Spark RDD – Introduction, Features & Operations of RDD
1. Objective – Spark RDD
RDD (Resilient Distributed Dataset) is the fundamental data structure of Apache Spark which are an immutable collection of objects which computes on the different node of the cluster. Each and every dataset in Spark RDD is logically partitioned across many servers so that they can be computed on different nodes of the cluster.
In this blog, we are going to get to know about what is RDD in Apache Spark. What are the features of RDD, What is the motivation behind RDDs, RDD vs DSM? We will also cover Spark RDD operation i.e. transformations and actions, various limitations of RDD in Spark and how RDD make Spark feature rich in this Spark tutorial.
2. What is Apache Spark RDD?
RDD stands for “Resilient Distributed Dataset”. It is the fundamental data structure of Apache Spark. RDD in Apache Spark is an immutable collection of objects which computes on the different node of the cluster.
Decomposing the name RDD:
- Resilient, i.e. fault-tolerant with the help of RDD lineage graph(DAG) and so able to recompute missing or damaged partitions due to node failures.
- Distributed, since Data resides on multiple nodes.
- Dataset represents records of the data you work with. The user can load the data set externally which can be either JSON file, CSV file, text file or database via JDBC with no specific data structure.
Hence, each and every dataset in RDD is logically partitioned across many servers so that they can be computed on different nodes of the cluster. RDDs are fault tolerant i.e. It posses self-recovery in the case of failure.
There are three ways to create RDDs in Spark such as – Data in stable storage, other RDDs, and parallelizing already existing collection in driver program. One can also operate Spark RDDs in parallel with a low-level API that offers transformations and actions. We will study these Spark RDD Operations later in this section.
Spark RDD can also be cached and manually partitioned. Caching is beneficial when we use RDD several times. And manual partitioning is important to correctly balance partitions. Generally, smaller partitions allow distributing RDD data more equally, among more executors. Hence, fewer partitions make the work easy.

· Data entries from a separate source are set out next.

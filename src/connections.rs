//! Proximity links between entities and from the pointer.
//!
//! The entity-to-entity pass buckets positions into a [`SpatialGrid`] and
//! emits a line for every pair closer than the connection distance, with
//! opacity `(1 - d/r) · opacity · alpha_a · alpha_b`. It is rate-limited by
//! the profile's redraw interval; between rebuilds the last link set is kept.
//!
//! The pointer pass runs every frame. It links the pointer to entities within
//! its radius (capped by the profile) and nudges every entity inside the
//! radius: a strong pull while pressed, a faint push otherwise.

use glam::Vec3;
use serde::{Deserialize, Serialize};

use crate::entity::Entity;
use crate::forces::PointerSample;
use crate::profile::Profile;
use crate::spatial::SpatialGrid;
use crate::time::IntervalGate;

/// Connection tuning.
#[derive(Debug, Clone, PartialEq, Serialize, Deserialize)]
#[serde(default)]
pub struct ConnectionConfig {
    /// Draw entity-to-entity links at all.
    pub enabled: bool,
    pub distance: f32,
    /// Peak opacity of an entity-to-entity link.
    pub opacity: f32,
    pub redraw_interval_ms: u32,
    /// Draw pointer links and apply the pointer nudge.
    pub pointer_links: bool,
    pub pointer_radius: f32,
    pub pressed_radius: f32,
    pub pointer_opacity: f32,
    pub pointer_limit: usize,
    /// Velocity per unit offset toward the pointer while pressed.
    pub pressed_pull: f32,
    /// Velocity per unit offset away from the pointer otherwise.
    pub idle_push: f32,
    pub pointer_color: Vec3,
}

impl Default for ConnectionConfig {
    fn default() -> Self {
        Self {
            enabled: true,
            distance: 100.0,
            opacity: 0.4,
            redraw_interval_ms: 30,
            pointer_links: true,
            pointer_radius: 100.0,
            pressed_radius: 150.0,
            pointer_opacity: 0.5,
            pointer_limit: 25,
            pressed_pull: 0.02,
            idle_push: 0.001,
            pointer_color: Vec3::ONE,
        }
    }
}

impl ConnectionConfig {
    /// Distances, intervals and limits taken from a performance profile.
    pub fn from_profile(profile: &Profile) -> Self {
        Self {
            distance: profile.connection_distance,
            redraw_interval_ms: profile.connection_redraw_interval_ms,
            pointer_limit: profile.mouse_connection_limit,
            ..Default::default()
        }
    }
}

/// One line segment ready to draw.
#[derive(Debug, Clone, Copy, PartialEq)]
pub struct Link {
    pub from: Vec3,
    pub to: Vec3,
    pub color: Vec3,
    pub alpha: f32,
}

/// Cached link sets and the grid used to build them.
#[derive(Debug, Clone)]
pub struct ConnectionGraph {
    config: ConnectionConfig,
    grid: SpatialGrid,
    gate: IntervalGate,
    positions: Vec<Vec3>,
    links: Vec<Link>,
    pointer_links: Vec<Link>,
}

impl ConnectionGraph {
    pub fn new(config: ConnectionConfig) -> Self {
        Self {
            grid: SpatialGrid::new(config.distance),
            gate: IntervalGate::new(config.redraw_interval_ms),
            positions: Vec::new(),
            links: Vec::new(),
            pointer_links: Vec::new(),
            config,
        }
    }

    pub fn config(&self) -> &ConnectionConfig {
        &self.config
    }

    /// Entity-to-entity links from the last rebuild.
    pub fn links(&self) -> &[Link] {
        &self.links
    }

    /// Pointer links from the last pointer pass.
    pub fn pointer_links(&self) -> &[Link] {
        &self.pointer_links
    }

    /// Rebuild the entity links if the redraw interval has passed. Returns
    /// whether a rebuild happened.
    pub fn update(&mut self, entities: &[Entity], now_ms: f64) -> bool {
        if !self.config.enabled {
            self.links.clear();
            return false;
        }
        if !self.gate.ready(now_ms) {
            return false;
        }
        self.rebuild(entities);
        true
    }

    /// Rebuild the entity links unconditionally.
    pub fn rebuild(&mut self, entities: &[Entity]) {
        self.positions.clear();
        self.positions.extend(entities.iter().map(|e| e.position));
        self.grid.rebuild(&self.positions);

        let radius = self.grid.cell_size();
        self.links.clear();
        for pair in self.grid.pairs_within(&self.positions) {
            let (a, b) = (&entities[pair.a], &entities[pair.b]);
            let alpha = (1.0 - pair.distance / radius) * self.config.opacity * a.alpha * b.alpha;
            if alpha > 0.0 {
                self.links.push(Link { from: a.position, to: b.position, color: a.color, alpha });
            }
        }
    }

    /// Link the pointer to nearby entities and nudge them. `k` is the frame
    /// scale (`dt · 60`). Returns the number of links drawn.
    pub fn pointer_pass(&mut self, entities: &mut [Entity], pointer: Option<PointerSample>, k: f32) -> usize {
        self.pointer_links.clear();
        let Some(pointer) = pointer.filter(|_| self.config.pointer_links) else {
            return 0;
        };

        let radius = if pointer.pressed { self.config.pressed_radius } else { self.config.pointer_radius };
        let radius_sq = radius * radius;
        for entity in entities.iter_mut() {
            let offset = (entity.position - pointer.position).truncate();
            let d_sq = offset.length_squared();
            if d_sq >= radius_sq {
                continue;
            }

            if self.pointer_links.len() < self.config.pointer_limit {
                let alpha = (1.0 - d_sq.sqrt() / radius) * entity.alpha * self.config.pointer_opacity;
                self.pointer_links.push(Link {
                    from: pointer.position,
                    to: entity.position,
                    color: self.config.pointer_color,
                    alpha,
                });
            }

            let nudge = if pointer.pressed {
                -offset * self.config.pressed_pull
            } else {
                offset * self.config.idle_push
            };
            entity.velocity += nudge.extend(0.0) * k;
        }
        self.pointer_links.len()
    }
}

Programmers can also call a persist method to indicate which RDDs they want to reuse in future operations. Spark keeps persistent RDDs in memory by default, but it can spill them to disk if there is not enough RAM. Users can also request other persistence strategies, such as storing the RDD only on disk or replicating it across machines, through flags to persist.
3. Why do we need RDD in Spark?
The key motivations behind the concept of RDD are-
- Iterative algorithms.
- Interactive data mining tools.
- DSM (Distributed Shared Memory) is a very general abstraction, but this generality makes it harder to implement in an efficient and fault tolerant manner on commodity clusters. Here the need of RDD comes into the picture.
- In distributed computing system data is stored in intermediate stable distributed store such as HDFS or Amazon S3. This makes the computation of job slower since it involves many IO operations, replications, and serializations in the process.
In first two cases we keep data in-memory, it can improve performance by an order of magnitude.
The main challenge in designing RDD is defining a program interface that provides fault tolerance efficiently. To achieve fault tolerance efficiently, RDDs provide a restricted form of shared memory, based on coarse-grained transformation rather than fine-grained updates to shared state.
Spark exposes RDD through language integrated API. In integrated API each data set is represented as an object and transformation is involved using the method of these objects.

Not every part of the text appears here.